Metrics aggregator with channels

coder · mtojek · Apr 27, 2023 · Apr 24, 2023 · Apr 24, 2023 · Apr 24, 2023
commit 10e6d8d778ff5849ae847beea3c0a4287f2a4233
diff --git a/cli/server.go b/cli/server.go
@@ -724,9 +724,12 @@ func (r *RootCmd) Server(newAPI func(context.Context, *coderd.Options) (*coderd.
 					}
 					defer closeAgentStatsFunc()
 
-					var metricsAggregator prometheusmetrics.MetricsAggregator
+					metricsAggregator := prometheusmetrics.NewMetricsAggregator(logger)
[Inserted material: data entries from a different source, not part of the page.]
use chrono::{DateTime, Utc};
use serde::{Deserialize, Serialize};
use serde_json::Value;

use intraextra_core::{AppError, AppResult, PageId};
use intraextra_domain::{DEFAULT_GRID_COLUMNS, DEFAULT_GRID_ROWS, GridDimensions, Section};

use crate::LayoutSnapshot;

/// Format version stamped on exported layout files.
pub const LAYOUT_EXPORT_VERSION: &str = "1.0";

/// Persisted or exported layout of one page.
#[derive(Debug, Clone, PartialEq, Serialize, Deserialize)]
#[serde(rename_all = "camelCase")]
pub struct LayoutDocument {
    page_id: PageId,
    #[serde(default, skip_serializing_if = "Option::is_none")]
    user_id: Option<String>,
    sections: Vec<Section>,
    #[serde(default = "default_grid_columns")]
    grid_columns: u32,
    #[serde(default = "default_grid_rows")]
    grid_rows: u32,
    #[serde(default, skip_serializing_if = "Option::is_none")]
    saved_at: Option<DateTime<Utc>>,
    #[serde(default, skip_serializing_if = "Option::is_none")]
    exported_at: Option<DateTime<Utc>>,
    #[serde(default, skip_serializing_if = "Option::is_none")]
    version: Option<String>,
}

fn default_grid_columns() -> u32 {
    DEFAULT_GRID_COLUMNS
}

fn default_grid_rows() -> u32 {
    DEFAULT_GRID_ROWS
}

impl LayoutDocument {
    /// Builds a document for persistence, stamped with `savedAt`.
    #[must_use]
    pub fn saved(page_id: PageId, sections: Vec<Section>, dimensions: GridDimensions) -> Self {
        Self {
            page_id,
            user_id: None,
            sections,
            grid_columns: dimensions.columns(),
            grid_rows: dimensions.rows(),
            saved_at: Some(Utc::now()),
            exported_at: None,
            version: None,
        }
    }

    /// Builds a document for file export, stamped with `exportedAt` and the
    /// export format version.
    #[must_use]
    pub fn export(page_id: PageId, sections: Vec<Section>, dimensions: GridDimensions) -> Self {
        Self {
            page_id,
            user_id: None,
            sections,
            grid_columns: dimensions.columns(),
            grid_rows: dimensions.rows(),
            saved_at: None,
            exported_at: Some(Utc::now()),
            version: Some(LAYOUT_EXPORT_VERSION.to_owned()),
        }
    }

    /// Parses an uploaded layout file.
    ///
    /// Only `pageId` and `sections` are required; no version migration is
    /// attempted.
    pub fn import_json(text: &str) -> AppResult<Self> {
        let value = serde_json::from_str::<Value>(text)
            .map_err(|error| AppError::Validation(format!("invalid layout file: {error}")))?;

        let Some(object) = value.as_object() else {
            return Err(AppError::Validation(
                "invalid layout file structure: expected a JSON object".to_owned(),
            ));
        };

        for required in ["pageId", "sections"] {
            if object.get(required).is_none_or(Value::is_null) {
                return Err(AppError::Validation(format!(
                    "invalid layout file structure: missing '{required}'"
                )));
            }
        }

        serde_json::from_value(value)
            .map_err(|error| AppError::Validation(format!("invalid layout file: {error}")))
    }

    /// Returns the page id.
    #[must_use]
    pub fn page_id(&self) -> &PageId {
        &self.page_id
    }

    /// Returns the owning user when stored per user.
    #[must_use]
    pub fn user_id(&self) -> Option<&str> {
        self.user_id.as_deref()
    }

    /// Returns the stored sections.
    #[must_use]
    pub fn sections(&self) -> &[Section] {
        &self.sections
    }

    /// Returns the stored grid size.
    #[must_use]
    pub fn dimensions(&self) -> GridDimensions {
        GridDimensions::new(self.grid_columns, self.grid_rows)
    }

    /// Returns the save timestamp.
    #[must_use]
    pub fn saved_at(&self) -> Option<DateTime<Utc>> {
        self.saved_at
    }

    /// Returns the export timestamp.
    #[must_use]
    pub fn exported_at(&self) -> Option<DateTime<Utc>> {
        self.exported_at
    }

    /// Returns the export format version.
    #[must_use]
    pub fn version(&self) -> Option<&str> {
        self.version.as_deref()
    }

    /// Tags the document with its owning user.
    #[must_use]
    pub fn with_user(mut self, user_id: Option<String>) -> Self {
        self.user_id = user_id;
        self
    }

    /// Re-stamps the document for download.
    #[must_use]
    pub fn into_export(mut self) -> Self {
        self.exported_at = Some(Utc::now());
        self.version = Some(LAYOUT_EXPORT_VERSION.to_owned());
        self
    }

    /// Re-stamps the document as saved now.
    #[must_use]
    pub fn into_saved(mut self) -> Self {
        self.saved_at = Some(Utc::now());
        self
    }

    /// Suggested download file name: `<pageId>-layout-<epoch millis>.json`.
    #[must_use]
    pub fn file_name(&self) -> String {
        let stamp = self
            .exported_at
            .or(self.saved_at)
            .unwrap_or_else(Utc::now)
            .timestamp_millis();

        format!("{}-layout-{stamp}.json", self.page_id)
    }

    /// Serializes with two-space indentation for download.
    pub fn to_pretty_json(&self) -> AppResult<String> {
        serde_json::to_string_pretty(self).map_err(|error| {
            AppError::Internal(format!(
                "failed to serialize layout for page '{}': {error}",
                self.page_id
            ))
        })
    }

    /// Returns whether two documents describe the same layout, ignoring
    /// timestamps and ownership.
    #[must_use]
    pub fn same_layout(&self, other: &Self) -> bool {
        self.page_id == other.page_id
            && self.sections == other.sections
            && self.dimensions() == other.dimensions()
    }

    /// Splits the document into its page, sections and grid size.
    #[must_use]
    pub fn into_parts(self) -> (PageId, Vec<Section>, GridDimensions) {
        let dimensions = self.dimensions();
        (self.page_id, self.sections, dimensions)
    }
}

impl From<LayoutSnapshot> for LayoutDocument {
    fn from(snapshot: LayoutSnapshot) -> Self {
        Self::saved(snapshot.page_id, snapshot.sections, snapshot.dimensions)
    }
}

#[cfg(test)]
mod tests {
    use intraextra_core::{AppError, PageId};
    use intraextra_domain::{GridDimensions, default_sections};

    use super::{LAYOUT_EXPORT_VERSION, LayoutDocument};

    fn page() -> PageId {
        PageId::new("project-core-info").unwrap_or_else(|_| unreachable!())
    }

    #[test]
    fn export_then_import_reconstructs_layout() {
        let sections = default_sections("project-core-info").unwrap_or_default();
        let exported = LayoutDocument::export(page(), sections, GridDimensions::new(40, 30));
        assert_eq!(exported.version(), Some(LAYOUT_EXPORT_VERSION));

        let text = exported.to_pretty_json().unwrap_or_default();
        assert!(text.contains("\"exportedAt\""));
        assert!(text.contains("\"gridColumns\": 40"));

        let imported = LayoutDocument::import_json(&text);
        assert!(imported.is_ok());
        let imported = imported.unwrap_or_else(|_| unreachable!());
        assert!(imported.same_layout(&exported));
    }

    #[test]
    fn import_names_the_missing_field() {
        let missing_page = LayoutDocument::import_json(r#"{"sections": []}"#);
        assert!(
            matches!(missing_page, Err(AppError::Validation(message)) if message.contains("pageId"))
        );

        let missing_sections = LayoutDocument::import_json(r#"{"pageId": "logistics"}"#);
        assert!(
            matches!(missing_sections, Err(AppError::Validation(message)) if message.contains("sections"))
        );

        let not_json = LayoutDocument::import_json("layout");
        assert!(matches!(not_json, Err(AppError::Validation(_))));
    }

    #[test]
    fn import_defaults_missing_grid_size() {
        let imported = LayoutDocument::import_json(r#"{"pageId": "logistics", "sections": []}"#)
            .unwrap_or_else(|_| unreachable!());
        assert_eq!(imported.dimensions(), GridDimensions::default());
        assert!(imported.version().is_none());
    }

    #[test]
    fn file_name_uses_export_timestamp() {
        let exported = LayoutDocument::export(page(), Vec::new(), GridDimensions::default());
        let millis = exported
            .exported_at()
            .map(|stamp| stamp.timestamp_millis())
            .unwrap_or_default();
        assert_eq!(
            exported.file_name(),
            format!("project-core-info-layout-{millis}.json")
        );
    }

    #[test]
    fn saved_document_reads_legacy_storage_shape() {
        let stored = r#"{
            "pageId": "crew-management",
            "sections": [{
                "id": "crew-roster", "title": "Crew Roster", "type": "crew-roster",
                "gridColumn": 1, "gridRow": 1, "gridColumnSpan": 15, "gridRowSpan": 8
            }],
            "gridColumns": 35,
            "gridRows": 25,
            "savedAt": "2025-01-10T12:00:00.000Z"
        }"#;

        let document = serde_json::from_str::<LayoutDocument>(stored);
        assert!(document.is_ok());
        let document = document.unwrap_or_else(|_| unreachable!());
        assert!(document.saved_at().is_some());
        assert_eq!(document.sections().len(), 1);
    }
}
+					cancelMetricsAggregator := metricsAggregator.Run(ctx)
+					defer cancelMetricsAggregator()
+
 					options.UpdateAgentMetrics = metricsAggregator.Update
-					options.PrometheusRegistry.MustRegister(&metricsAggregator)
+					options.PrometheusRegistry.MustRegister(metricsAggregator)
 				}
 
 				//nolint:revive

diff --git a/coderd/prometheusmetrics/aggregator.go b/coderd/prometheusmetrics/aggregator.go
@@ -2,7 +2,6 @@ package prometheusmetrics
 
 import (
 	"context"
-	"sync"
 
 	"github.com/prometheus/client_golang/prometheus"
 	"golang.org/x/xerrors"
@@ -20,10 +19,26 @@ const (
 	metricHelpForAgent = "Metric is forwarded from workspace agent connected to this instance of coderd."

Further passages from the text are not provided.